Task goal » Could you set down all of the data again, exactly as it stands?

[Dataset entries]
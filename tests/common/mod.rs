//! Shared test helpers: a scripted push session.

#![allow(dead_code)]

use std::sync::atomic::{AtomicUsize, Ordering};
use std::sync::{Arc, Mutex};
use std::time::Duration;

use async_trait::async_trait;
use copilot_llm::bridge::{AssistantSession, EventListener, SessionEvent, Subscription};
use copilot_llm::error::CopilotError;
use serde_json::Value;

type Listeners = Arc<Mutex<Vec<(usize, EventListener)>>>;

/// A push session that replays wire events from its own OS thread once a
/// message is sent.
pub struct MockSession {
    script: Vec<Value>,
    delay: Duration,
    listeners: Listeners,
    next_id: AtomicUsize,
    prompts: Mutex<Vec<String>>,
    fail_send: bool,
}

impl MockSession {
    pub fn new(script: Vec<Value>) -> Self {
        Self {
            script,
            delay: Duration::ZERO,
            listeners: Arc::new(Mutex::new(Vec::new())),
            next_id: AtomicUsize::new(0),
            prompts: Mutex::new(Vec::new()),
            fail_send: false,
        }
    }

    /// Pause between events.
    pub fn with_delay(mut self, delay: Duration) -> Self {
        self.delay = delay;
        self
    }

    pub fn failing() -> Self {
        Self {
            fail_send: true,
            ..Self::new(Vec::new())
        }
    }

    pub fn active_listeners(&self) -> usize {
        self.listeners.lock().expect("listeners lock poisoned").len()
    }

    pub fn prompts(&self) -> Vec<String> {
        self.prompts.lock().expect("prompts lock poisoned").clone()
    }
}

#[async_trait]
impl AssistantSession for MockSession {
    fn subscribe(&self, listener: EventListener) -> Subscription {
        let id = self.next_id.fetch_add(1, Ordering::SeqCst);
        self.listeners
            .lock()
            .expect("listeners lock poisoned")
            .push((id, listener));
        let listeners = Arc::clone(&self.listeners);
        Subscription::new(move || {
            listeners
                .lock()
                .expect("listeners lock poisoned")
                .retain(|(existing, _)| *existing != id);
        })
    }

    async fn send_message(&self, prompt: &str) -> Result<(), CopilotError> {
        if self.fail_send {
            return Err(CopilotError::Upstream("session closed".to_string()));
        }
        self.prompts
            .lock()
            .expect("prompts lock poisoned")
            .push(prompt.to_string());

        let script = self.script.clone();
        let listeners = Arc::clone(&self.listeners);
        let delay = self.delay;
        std::thread::spawn(move || {
            for value in script {
                if !delay.is_zero() {
                    std::thread::sleep(delay);
                }
                let event = SessionEvent::from_json(&value);
                let current: Vec<EventListener> = listeners
                    .lock()
                    .expect("listeners lock poisoned")
                    .iter()
                    .map(|(_, listener)| Arc::clone(listener))
                    .collect();
                for listener in current {
                    listener(event.clone());
                }
            }
        });
        Ok(())
    }
}

pub fn delta(text: &str) -> Value {
    serde_json::json!({ "type": "assistant.message_delta", "data": { "deltaContent": text } })
}

pub fn message(text: &str) -> Value {
    serde_json::json!({ "type": "assistant.message", "data": { "content": text } })
}

pub fn idle() -> Value {
    serde_json::json!({ "type": "session.idle", "data": {} })
}

pub fn session_error(message: &str) -> Value {
    serde_json::json!({ "type": "session.error", "data": { "message": message } })
}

Answer to the exercise »
filename tests/common/mod.rs
//! Shared test helpers: a scripted push session.

#![allow(dead_code)]

use std::sync::atomic::{AtomicUsize, Ordering};
use std::sync::{Arc, Mutex};
use std::time::Duration;

use async_trait::async_trait;
use copilot_llm::bridge::{AssistantSession, EventListener, SessionEvent, Subscription};
use copilot_llm::error::CopilotError;
use serde_json::Value;

type Listeners = Arc<Mutex<Vec<(usize, EventListener)>>>;

/// A push session that replays wire events from its own OS thread once a
/// message is sent.
pub struct MockSession {
    script: Vec<Value>,
    delay: Duration,
    listeners: Listeners,
    next_id: AtomicUsize,
    prompts: Mutex<Vec<String>>,
    fail_send: bool,
}

impl MockSession {
    pub fn new(script: Vec<Value>) -> Self {
        Self {
            script,
            delay: Duration::ZERO,
            listeners: Arc::new(Mutex::new(Vec::new())),
            next_id: AtomicUsize::new(0),
            prompts: Mutex::new(Vec::new()),
            fail_send: false,
        }
    }

    /// Pause between events.
    pub fn with_delay(mut self, delay: Duration) -> Self {
        self.delay = delay;
        self
    }

    pub fn failing() -> Self {
        Self {
            fail_send: true,
            ..Self::new(Vec::new())
        }
    }

    pub fn active_listeners(&self) -> usize {
        self.listeners.lock().expect("listeners lock poisoned").len()
    }

    pub fn prompts(&self) -> Vec<String> {
        self.prompts.lock().expect("prompts lock poisoned").clone()
    }
}

#[async_trait]
impl AssistantSession for MockSession {
    fn subscribe(&self, listener: EventListener) -> Subscription {
        let id = self.next_id.fetch_add(1, Ordering::SeqCst);
        self.listeners
            .lock()
            .expect("listeners lock poisoned")
            .push((id, listener));
        let listeners = Arc::clone(&self.listeners);
        Subscription::new(move || {
            listeners
                .lock()
                .expect("listeners lock poisoned")
                .retain(|(existing, _)| *existing != id);
        })
    }

    async fn send_message(&self, prompt: &str) -> Result<(), CopilotError> {
        if self.fail_send {
            return Err(CopilotError::Upstream("session closed".to_string()));
        }
        self.prompts
            .lock()
            .expect("prompts lock poisoned")
            .push(prompt.to_string());

        let script = self.script.clone();
        let listeners = Arc::clone(&self.listeners);
        let delay = self.delay;
        std::thread::spawn(move || {
            for value in script {
                if !delay.is_zero() {
                    std::thread::sleep(delay);
                }
                let event = SessionEvent::from_json(&value);
                let current: Vec<EventListener> = listeners
                    .lock()
                    .expect("listeners lock poisoned")
                    .iter()
                    .map(|(_, listener)| Arc::clone(listener))
                    .collect();
                for listener in current {
                    listener(event.clone());
                }
            }
        });
        Ok(())
    }
}

pub fn delta(text: &str) -> Value {
    serde_json::json!({ "type": "assistant.message_delta", "data": { "deltaContent": text } })
}

pub fn message(text: &str) -> Value {
    serde_json::json!({ "type": "assistant.message", "data": { "content": text } })
}

pub fn idle() -> Value {
    serde_json::json!({ "type": "session.idle", "data": {} })
}

pub fn session_error(message: &str) -> Value {
    serde_json::json!({ "type": "session.error", "data": { "message": message } })
}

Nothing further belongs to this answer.